Et elle ne se souvient plus vraiment de Bobby – juste de certains moments où, terrifiée, Sawyer attendait le châtiment corporel ou l'insulte qui suffirait à la faire pleurer. Alors, peut-être que c'est ça, l'enfer. De voir le frère devenir le père.

Grace reprend contenance, parce que tout le monde (même les Rivers) semble décontenancé par l'aigreur, la violence de ses mots, et empoigne brusquement le bras de l'aîné, l'arrêtant dans sa tourmente. « T'es con, arrête ça. » L'ordre est donné entre les dents serrées. Elle le pousse en avant, alors que ses doigts se glissent dans son dos, veste serrée dans ses mains, pour qu'il ne lui échappe pas. Il pourrait la foutre à terre, mais il ne le fera pas. Elle le connait. Il ne la touchera pas. Du coin de l'oeil, elle remarque la moue pétrifiée d'Emily, et de la veuve éplorée, et a l'impression que certains seraient prêts à venir jouer de leurs poings s'ils s'amusent à rester dans les parages. Alors, Sawyer pousse – elle pousse jusqu'à la porte de l'église, dépasse le banc sur lequel leurs parents adoptifs sont installés, sans se retourner, et passe le pas du lieu sacré. Elle ferme le battant boisé derrière eux avant de rejoindre son frère sur le gravier et, mains aux doigts écartés, pousse Ambrose ; de nouveau, et sans ménagement. « Pourquoi tu merdes, comme ça, tout l'temps ? » Elle comprend la colère. Elle comprend l'amertume. Mais pourquoi ici ? Et pourquoi maintenant ? Quelle légitimité de cracher sur un mort, surtout, alors que des échos ahuris lui parviennent de l'intérieur de l'église ?  « C'est tout ce que tu sais faire, Colt, merder. Avec Bobby, avec Emily. Avec ce pauvre connard qui n'est même plus là pour te dire d'aller bien te faire foutre. » Avec moi, putain, avec moi. Elle le pousse encore – voudrait le claquer aussi, comme Bobby le claquait. Peut-être qu'il arrêterait un peu, d'faire sa vie un enfer. Peut-être que Bobby avait raison, qu'ils n'étaient que deux sales gosses – et ça s'est jamais vraiment effacé. « C'est tout ce que t'as toujours fait, Colt, c'est tout c'que tu sais faire. Tu peux pas te tenir, t'as aucun bon sens. Aucune retenue. » Les mots s'entrechoquent, elle halète, parce qu'elle ne veut pas dire ce qui lui brûle la langue – putain de meurtrier.

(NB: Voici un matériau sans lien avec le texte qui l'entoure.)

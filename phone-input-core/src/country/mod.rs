//! Country metadata and the process-wide country catalog

mod table;

use serde::Serialize;
use std::sync::{Arc, LazyLock};

/// ISO 3166-1 assignment status of a table row
#[derive(Debug, Clone, Copy, PartialEq, Eq)]
pub enum Status {
    Assigned,
    Reserved,
    Deleted,
}

/// A country with its alpha-2 code and international calling codes
#[derive(Debug, Clone, PartialEq, Eq, Hash, Serialize)]
pub struct Country {
    pub name: String,
    pub alpha2: String,
    /// Calling codes, digits only; the first one is the primary code
    pub calling_codes: Vec<String>,
}

impl Country {
    pub fn new(
        name: impl Into<String>,
        alpha2: impl Into<String>,
        calling_codes: impl IntoIterator<Item = impl Into<String>>,
    ) -> Self {
        Self {
            name: name.into(),
            alpha2: alpha2.into(),
            calling_codes: calling_codes.into_iter().map(Into::into).collect(),
        }
    }

    /// Sentinel used when no country is detected or selected
    pub fn unknown() -> Self {
        Self {
            name: String::new(),
            alpha2: String::new(),
            calling_codes: vec![String::new()],
        }
    }

    pub fn is_unknown(&self) -> bool {
        self.alpha2.is_empty()
    }

    /// First calling code, or `""` for the unknown country
    pub fn primary_calling_code(&self) -> &str {
        self.calling_codes.first().map(String::as_str).unwrap_or("")
    }

    /// The calling code as it appears in the field, e.g. `(44)`
    pub fn calling_code_label(&self) -> String {
        format!("({})", self.primary_calling_code())
    }

    /// Flag emoji built from regional indicator symbols, a globe when unknown
    pub fn flag(&self) -> String {
        const REGIONAL_INDICATOR_A: u32 = 0x1F1E6;

        let letters: Vec<char> = self.alpha2.chars().collect();
        if letters.len() != 2 || !letters.iter().all(char::is_ascii_alphabetic) {
            return "\u{1F310}".to_string();
        }
        letters
            .iter()
            .filter_map(|c| {
                char::from_u32(REGIONAL_INDICATOR_A + (c.to_ascii_uppercase() as u32 - 'A' as u32))
            })
            .collect()
    }
}

impl Default for Country {
    fn default() -> Self {
        Self::unknown()
    }
}

static GLOBAL_CATALOG: LazyLock<Arc<CountryCatalog>> = LazyLock::new(|| {
    let catalog = CountryCatalog::load();
    tracing::debug!(countries = catalog.len(), "Country catalog loaded");
    Arc::new(catalog)
});

/// Every assigned country that has a calling code, sorted by name
///
/// Built once and shared between widget instances; never mutated.
#[derive(Debug, Clone, PartialEq, Eq)]
pub struct CountryCatalog {
    countries: Vec<Country>,
}

impl CountryCatalog {
    /// Build the catalog from the bundled ISO table
    pub fn load() -> Self {
        Self::from_countries(
            table::COUNTRIES
                .iter()
                .filter(|(_, _, status, codes)| {
                    *status == Status::Assigned && codes.iter().any(|c| !c.is_empty())
                })
                .map(|(name, alpha2, _, codes)| Country::new(*name, *alpha2, codes.iter().copied())),
        )
    }

    /// The process-wide catalog, loaded on first use
    pub fn global() -> Arc<CountryCatalog> {
        Arc::clone(&GLOBAL_CATALOG)
    }

    /// Build a catalog from arbitrary countries (sorted by name)
    pub fn from_countries(countries: impl IntoIterator<Item = Country>) -> Self {
        let mut countries: Vec<Country> = countries.into_iter().collect();
        countries.sort_by(|a, b| a.name.cmp(&b.name));
        Self { countries }
    }

    pub fn all(&self) -> &[Country] {
        &self.countries
    }

    pub fn get(&self, index: usize) -> Option<&Country> {
        self.countries.get(index)
    }

    pub fn len(&self) -> usize {
        self.countries.len()
    }

    pub fn is_empty(&self) -> bool {
        self.countries.is_empty()
    }

    /// Find a country by alpha-2 code (case-insensitive)
    pub fn lookup(&self, alpha2: &str) -> Option<&Country> {
        if alpha2.is_empty() {
            return None;
        }
        self.countries
            .iter()
            .find(|c| c.alpha2.eq_ignore_ascii_case(alpha2))
    }

    /// Like [`lookup`](Self::lookup) but falls back to [`Country::unknown`]
    pub fn lookup_or_unknown(&self, alpha2: Option<&str>) -> Country {
        alpha2
            .and_then(|code| self.lookup(code))
            .cloned()
            .unwrap_or_else(Country::unknown)
    }
}
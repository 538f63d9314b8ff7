//! Anchored popover overlay
//!
//! Placement below an anchor, clearing what was drawn underneath, and
//! click-away detection. The country picker composes these.

use phone_input_core::{rect_contains, EventKind};
use ratatui::{
    buffer::Buffer,
    layout::Rect,
    style::Color,
    widgets::{Clear, Widget},
    Frame,
};

/// Place a `width` x `height` popover below `anchor`, kept inside `screen`
///
/// Opens above the anchor when there is not enough room below but more room
/// above; shrinks to the available space when neither side fits.
pub fn anchored_rect(anchor: Rect, width: u16, height: u16, screen: Rect) -> Rect {
    let width = width.min(screen.width);
    let x = anchor
        .x
        .max(screen.x)
        .min(screen.right().saturating_sub(width));

    let below = screen.bottom().saturating_sub(anchor.bottom());
    let above = anchor.y.saturating_sub(screen.y);

    let (y, height) = if height <= below || below >= above {
        (anchor.bottom().min(screen.bottom()), height.min(below))
    } else {
        let height = height.min(above);
        (anchor.y - height, height)
    };

    Rect::new(x, y, width, height)
}

/// Clear `area` and fill it with the popover background
///
/// Call this AFTER rendering what lies underneath, then render the popover
/// content into `area`.
pub fn render_popover(frame: &mut Frame, area: Rect, bg_color: Option<Color>) {
    frame.render_widget(Clear, area);
    if let Some(bg) = bg_color {
        frame.render_widget(BgFill(bg), area);
    }
}

/// True for a left-button press outside `area`
pub fn is_click_away(area: Rect, event: &EventKind) -> bool {
    event
        .left_click()
        .is_some_and(|(x, y)| !rect_contains(area, x, y))
}

/// Fills an area with a background color
struct BgFill(Color);

impl Widget for BgFill {
    fn render(self, area: Rect, buf: &mut Buffer) {
        for y in area.top()..area.bottom() {
            for x in area.left()..area.right() {
                buf[(x, y)].set_bg(self.0);
                buf[(x, y)].set_symbol(" ");
            }
        }
    }
}
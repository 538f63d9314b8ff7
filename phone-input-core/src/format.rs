//! Phone number formatting and calling-code rewriting
//!
//! Parsing and formatting are delegated to the `phonenumber` crate behind the
//! [`PhoneFormatter`] trait. The functions in this module only rewrite the
//! library output for display: the calling code is shown in parentheses
//! (`(44) 7911-123456`) and spaces become hyphens.

use std::borrow::Cow;
use std::fmt::Debug;
use std::sync::LazyLock;

use phonenumber::{country, Mode};
use regex::Regex;

use crate::country::Country;
use crate::error::{Error, Result};

/// Output of one formatting pass over the field text
#[derive(Debug, Clone, Default, PartialEq, Eq)]
pub struct Formatted {
    /// Formatted number, `None` when the library could not parse the input
    pub text: Option<String>,
    /// Detected ISO alpha-2 code
    pub country: Option<String>,
    /// National significant number digits
    pub national_number: String,
}

impl Formatted {
    /// Result for input the library could not make sense of
    pub fn unrecognized(input: &str) -> Self {
        Self {
            text: None,
            country: None,
            national_number: input.chars().filter(char::is_ascii_digit).collect(),
        }
    }
}

/// Turns raw field text into formatted text, a country and a national number
pub trait PhoneFormatter: Debug + Send + Sync {
    fn format(&self, input: &str) -> Formatted;
}

/// [`PhoneFormatter`] backed by the `phonenumber` crate
#[derive(Debug, Clone, Default)]
pub struct LibPhoneFormatter {
    default_region: Option<country::Id>,
}

impl LibPhoneFormatter {
    /// Formatter that only recognises international input (`+44...`)
    pub fn new() -> Self {
        Self::default()
    }

    /// Formatter that parses national input in `region` (e.g. `"US"`)
    pub fn with_default_region(region: &str) -> Result<Self> {
        let id = region
            .trim()
            .to_ascii_uppercase()
            .parse::<country::Id>()
            .map_err(|_| Error::UnknownRegion(region.to_string()))?;
        Ok(Self {
            default_region: Some(id),
        })
    }
}

impl PhoneFormatter for LibPhoneFormatter {
    fn format(&self, input: &str) -> Formatted {
        if !input.chars().any(|c| c.is_ascii_digit()) {
            return Formatted::unrecognized(input);
        }

        match phonenumber::parse(self.default_region, input) {
            Ok(number) => Formatted {
                text: Some(number.format().mode(Mode::International).to_string()),
                country: number.country().id().map(|id| format!("{:?}", id)),
                national_number: number.national().to_string(),
            },
            Err(err) => {
                tracing::trace!(input, error = %err, "Phone input not parsed");
                Formatted::unrecognized(input)
            }
        }
    }
}

static LEADING_CALLING_CODE: LazyLock<Regex> =
    LazyLock::new(|| Regex::new(r"^\s*\((\d+)\)").expect("static regex"));

static SPACE_AFTER_NON_PAREN: LazyLock<Regex> =
    LazyLock::new(|| Regex::new(r"[^)]\s").expect("static regex"));

/// Turn a displayed `(44) ...` prefix back into `+44 ...` before parsing
pub fn normalize_input(text: &str) -> Cow<'_, str> {
    LEADING_CALLING_CODE.replace(text, "+$1")
}

/// Wrap the calling code of the formatted text in parentheses
///
/// The first `+code` (or bare `code` when there is no plus) becomes `(code)`.
pub fn splice_calling_code(text: &str, code: &str) -> String {
    if code.is_empty() {
        return text.to_string();
    }
    let wrapped = format!("({})", code);
    let plus_code = format!("+{}", code);
    if text.contains(&plus_code) {
        text.replacen(&plus_code, &wrapped, 1)
    } else {
        text.replacen(code, &wrapped, 1)
    }
}

/// Replace whitespace that follows anything but `)` with hyphens
///
/// Matches are non-overlapping pairs, so `"a  b"` becomes `"a- b"`.
pub fn hyphenate(text: &str) -> String {
    SPACE_AFTER_NON_PAREN
        .replace_all(text, |caps: &regex::Captures<'_>| {
            caps[0]
                .chars()
                .map(|c| if c.is_whitespace() { '-' } else { c })
                .collect::<String>()
        })
        .into_owned()
}

/// Swap the previous country's `(code)` for the next one's
///
/// When the text does not contain the previous code, the new `(code)` becomes
/// the whole text.
pub fn replace_calling_code(text: &str, previous: &Country, next: &Country) -> String {
    let current = previous.calling_code_label();
    let replacement = next.calling_code_label();
    if text.contains(&current) {
        text.replacen(&current, &replacement, 1)
    } else {
        replacement
    }
}

#[cfg(test)]
mod tests {
    use super::*;

    #[test]
    fn test_normalize_input() {
        assert_eq!(normalize_input("(44) 7911-123456"), "+44 7911-123456");
        assert_eq!(normalize_input("(1)202"), "+1202");
        assert_eq!(normalize_input("2025551234"), "2025551234");
        assert_eq!(normalize_input("+1 202"), "+1 202");
    }

    #[test]
    fn test_splice_prefers_plus_code() {
        assert_eq!(splice_calling_code("+1 202-555-1234", "1"), "(1) 202-555-1234");
        assert_eq!(splice_calling_code("+44 20 7183 8750", "44"), "(44) 20 7183 8750");
    }

    #[test]
    fn test_splice_without_plus_and_without_code() {
        assert_eq!(splice_calling_code("44 20", "44"), "(44) 20");
        assert_eq!(splice_calling_code("555", ""), "555");
    }

    #[test]
    fn test_hyphenate() {
        assert_eq!(hyphenate("(44) 20 7183 8750"), "(44) 20-7183-8750");
        assert_eq!(hyphenate("(1) 202-555-1234"), "(1) 202-555-1234");
        assert_eq!(hyphenate("a  b"), "a- b");
        assert_eq!(hyphenate(""), "");
    }

    #[test]
    fn test_replace_calling_code_in_place() {
        let us = Country::new("United States", "US", ["1"]);
        let gb = Country::new("United Kingdom", "GB", ["44"]);
        assert_eq!(replace_calling_code("(1) 555-123", &us, &gb), "(44) 555-123");
    }

    #[test]
    fn test_replace_calling_code_missing_prefix() {
        let us = Country::new("United States", "US", ["1"]);
        let gb = Country::new("United Kingdom", "GB", ["44"]);
        assert_eq!(replace_calling_code("555-123", &us, &gb), "(44)");
        assert_eq!(replace_calling_code("", &Country::unknown(), &gb), "(44)");
    }

    #[test]
    fn test_unrecognized_keeps_digits() {
        let formatted = Formatted::unrecognized("+4-47a");
        assert_eq!(formatted.text, None);
        assert_eq!(formatted.country, None);
        assert_eq!(formatted.national_number, "447");
    }

    #[test]
    fn test_lib_formatter_ignores_text_without_digits() {
        let formatter = LibPhoneFormatter::new();
        assert_eq!(formatter.format("abc"), Formatted::unrecognized("abc"));
        assert_eq!(formatter.format(""), Formatted::unrecognized(""));
    }

    #[test]
    fn test_lib_formatter_detects_international_number() {
        let formatter = LibPhoneFormatter::new();
        let formatted = formatter.format("+12025551234");
        assert_eq!(formatted.country.as_deref(), Some("US"));
        assert_eq!(formatted.national_number, "2025551234");
        assert!(formatted.text.unwrap().starts_with("+1"));
    }

    #[test]
    fn test_lib_formatter_default_region() {
        let formatter = LibPhoneFormatter::with_default_region("us").unwrap();
        let formatted = formatter.format("2025551234");
        assert_eq!(formatted.country.as_deref(), Some("US"));
        assert_eq!(formatted.national_number, "2025551234");
    }

    #[test]
    fn test_unknown_default_region() {
        assert!(matches!(
            LibPhoneFormatter::with_default_region("XQ"),
            Err(Error::UnknownRegion(_))
        ));
    }
}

C'est sans compter la porte qui claque, et la silhouette des Rivers qui s'érige devant eux, tel le jugement dernier. Puis, ça revient – ce besoin de se murer dans le silence, parce que ça devient un peu trop, de s'occuper de cette histoire qui lui fout la gerbe et à laquelle elle ne veut pas penser. Lèvres pincées, Grace s'écarte d'Ambrose, pommettes rougies sous la fureur qui pulse dans ses veines, adrénaline qui la désoriente et qui pourrait lui faire dire n'importe quoi. N'importe quoi, mais pas ce qu'il faudrait.

par non uccidere.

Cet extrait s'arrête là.